* Instructions to follow: Your task is to show every line in the listing below that includes "static".

*** Data listing Section Begins ***

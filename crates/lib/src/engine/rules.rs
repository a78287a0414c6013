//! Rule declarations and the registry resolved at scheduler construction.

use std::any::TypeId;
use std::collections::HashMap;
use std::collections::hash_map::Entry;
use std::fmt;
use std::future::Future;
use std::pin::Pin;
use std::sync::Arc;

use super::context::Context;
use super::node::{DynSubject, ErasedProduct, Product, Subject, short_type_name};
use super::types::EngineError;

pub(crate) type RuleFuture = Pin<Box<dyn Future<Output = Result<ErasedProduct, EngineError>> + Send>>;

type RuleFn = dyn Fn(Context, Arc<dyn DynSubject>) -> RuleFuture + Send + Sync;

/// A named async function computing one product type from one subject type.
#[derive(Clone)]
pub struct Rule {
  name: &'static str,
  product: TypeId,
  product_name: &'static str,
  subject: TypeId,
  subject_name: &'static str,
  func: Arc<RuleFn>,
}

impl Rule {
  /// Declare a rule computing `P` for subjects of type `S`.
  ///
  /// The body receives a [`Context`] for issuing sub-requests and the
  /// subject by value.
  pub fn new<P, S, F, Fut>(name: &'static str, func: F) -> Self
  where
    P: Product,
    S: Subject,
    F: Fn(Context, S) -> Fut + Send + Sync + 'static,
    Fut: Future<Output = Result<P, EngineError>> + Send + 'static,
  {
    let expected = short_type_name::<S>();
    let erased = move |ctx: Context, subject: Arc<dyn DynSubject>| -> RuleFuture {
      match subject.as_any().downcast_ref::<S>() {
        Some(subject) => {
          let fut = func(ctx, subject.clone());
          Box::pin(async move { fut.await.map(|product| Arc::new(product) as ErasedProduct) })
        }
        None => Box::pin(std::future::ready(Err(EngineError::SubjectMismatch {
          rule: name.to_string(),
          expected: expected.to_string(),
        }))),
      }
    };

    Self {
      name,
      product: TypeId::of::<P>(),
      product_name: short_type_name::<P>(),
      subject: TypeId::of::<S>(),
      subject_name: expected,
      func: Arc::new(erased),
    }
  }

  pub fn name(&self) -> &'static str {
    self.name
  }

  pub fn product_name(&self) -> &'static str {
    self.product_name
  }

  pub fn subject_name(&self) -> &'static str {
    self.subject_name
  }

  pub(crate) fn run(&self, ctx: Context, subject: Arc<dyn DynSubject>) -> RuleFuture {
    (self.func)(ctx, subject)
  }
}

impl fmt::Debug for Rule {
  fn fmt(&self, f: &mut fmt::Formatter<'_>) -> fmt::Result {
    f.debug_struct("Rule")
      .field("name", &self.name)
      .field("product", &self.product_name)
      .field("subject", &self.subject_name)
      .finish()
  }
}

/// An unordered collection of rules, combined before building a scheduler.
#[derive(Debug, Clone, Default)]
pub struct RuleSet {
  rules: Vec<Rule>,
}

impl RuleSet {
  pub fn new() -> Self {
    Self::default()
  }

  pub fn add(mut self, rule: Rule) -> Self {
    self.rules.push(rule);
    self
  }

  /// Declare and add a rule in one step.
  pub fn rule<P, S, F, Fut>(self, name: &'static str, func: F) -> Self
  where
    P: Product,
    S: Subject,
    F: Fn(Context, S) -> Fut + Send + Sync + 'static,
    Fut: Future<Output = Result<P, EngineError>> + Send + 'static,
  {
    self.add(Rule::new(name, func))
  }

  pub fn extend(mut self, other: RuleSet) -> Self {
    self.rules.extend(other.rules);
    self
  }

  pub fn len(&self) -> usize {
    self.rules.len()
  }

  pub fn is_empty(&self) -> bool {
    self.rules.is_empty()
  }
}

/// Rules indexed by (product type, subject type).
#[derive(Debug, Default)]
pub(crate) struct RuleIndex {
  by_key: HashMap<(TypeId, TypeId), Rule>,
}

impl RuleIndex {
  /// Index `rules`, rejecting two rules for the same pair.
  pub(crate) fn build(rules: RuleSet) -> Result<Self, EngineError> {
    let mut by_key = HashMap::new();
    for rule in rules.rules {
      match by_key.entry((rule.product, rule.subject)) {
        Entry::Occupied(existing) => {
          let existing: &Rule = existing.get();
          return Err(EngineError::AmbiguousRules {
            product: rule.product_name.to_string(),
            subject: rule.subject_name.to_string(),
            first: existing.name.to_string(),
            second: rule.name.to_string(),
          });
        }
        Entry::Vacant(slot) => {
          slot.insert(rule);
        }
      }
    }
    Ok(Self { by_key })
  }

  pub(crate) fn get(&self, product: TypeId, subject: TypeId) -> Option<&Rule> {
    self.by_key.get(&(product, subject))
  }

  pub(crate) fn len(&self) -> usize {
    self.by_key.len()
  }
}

*** Data listing Section Ends ***
*** Data listing Section Begins ***

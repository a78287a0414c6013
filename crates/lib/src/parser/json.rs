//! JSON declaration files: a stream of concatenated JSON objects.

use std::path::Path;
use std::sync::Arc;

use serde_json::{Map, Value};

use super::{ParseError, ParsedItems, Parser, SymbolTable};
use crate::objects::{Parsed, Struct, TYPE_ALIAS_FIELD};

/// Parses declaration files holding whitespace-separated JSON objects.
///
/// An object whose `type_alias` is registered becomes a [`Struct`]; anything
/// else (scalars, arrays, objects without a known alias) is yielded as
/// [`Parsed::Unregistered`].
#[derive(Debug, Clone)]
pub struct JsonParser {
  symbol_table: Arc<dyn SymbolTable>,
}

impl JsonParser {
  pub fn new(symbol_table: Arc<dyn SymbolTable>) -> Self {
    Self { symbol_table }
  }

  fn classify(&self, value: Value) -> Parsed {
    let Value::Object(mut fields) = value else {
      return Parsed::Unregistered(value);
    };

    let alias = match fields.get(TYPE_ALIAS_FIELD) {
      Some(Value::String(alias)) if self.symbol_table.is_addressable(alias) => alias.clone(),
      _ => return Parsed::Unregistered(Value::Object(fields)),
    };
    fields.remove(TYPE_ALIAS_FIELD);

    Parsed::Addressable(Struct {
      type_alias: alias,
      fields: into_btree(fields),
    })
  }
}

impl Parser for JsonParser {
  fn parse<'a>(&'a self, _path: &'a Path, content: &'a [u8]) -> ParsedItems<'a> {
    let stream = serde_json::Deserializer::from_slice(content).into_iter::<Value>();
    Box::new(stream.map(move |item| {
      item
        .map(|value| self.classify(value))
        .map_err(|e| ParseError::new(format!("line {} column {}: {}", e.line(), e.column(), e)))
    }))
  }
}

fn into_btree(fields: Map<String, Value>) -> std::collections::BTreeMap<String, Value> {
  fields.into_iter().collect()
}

*** Data listing Section Ends ***

* Reply:
  name: &'static str,
  product_name: &'static str,
  subject_name: &'static str,
  pub fn new<P, S, F, Fut>(name: &'static str, func: F) -> Self
    F: Fn(Context, S) -> Fut + Send + Sync + 'static,
    Fut: Future<Output = Result<P, EngineError>> + Send + 'static,
  pub fn name(&self) -> &'static str {
  pub fn product_name(&self) -> &'static str {
  pub fn subject_name(&self) -> &'static str {
  pub fn rule<P, S, F, Fut>(self, name: &'static str, func: F) -> Self
    F: Fn(Context, S) -> Fut + Send + Sync + 'static,
    Fut: Future<Output = Result<P, EngineError>> + Send + 'static,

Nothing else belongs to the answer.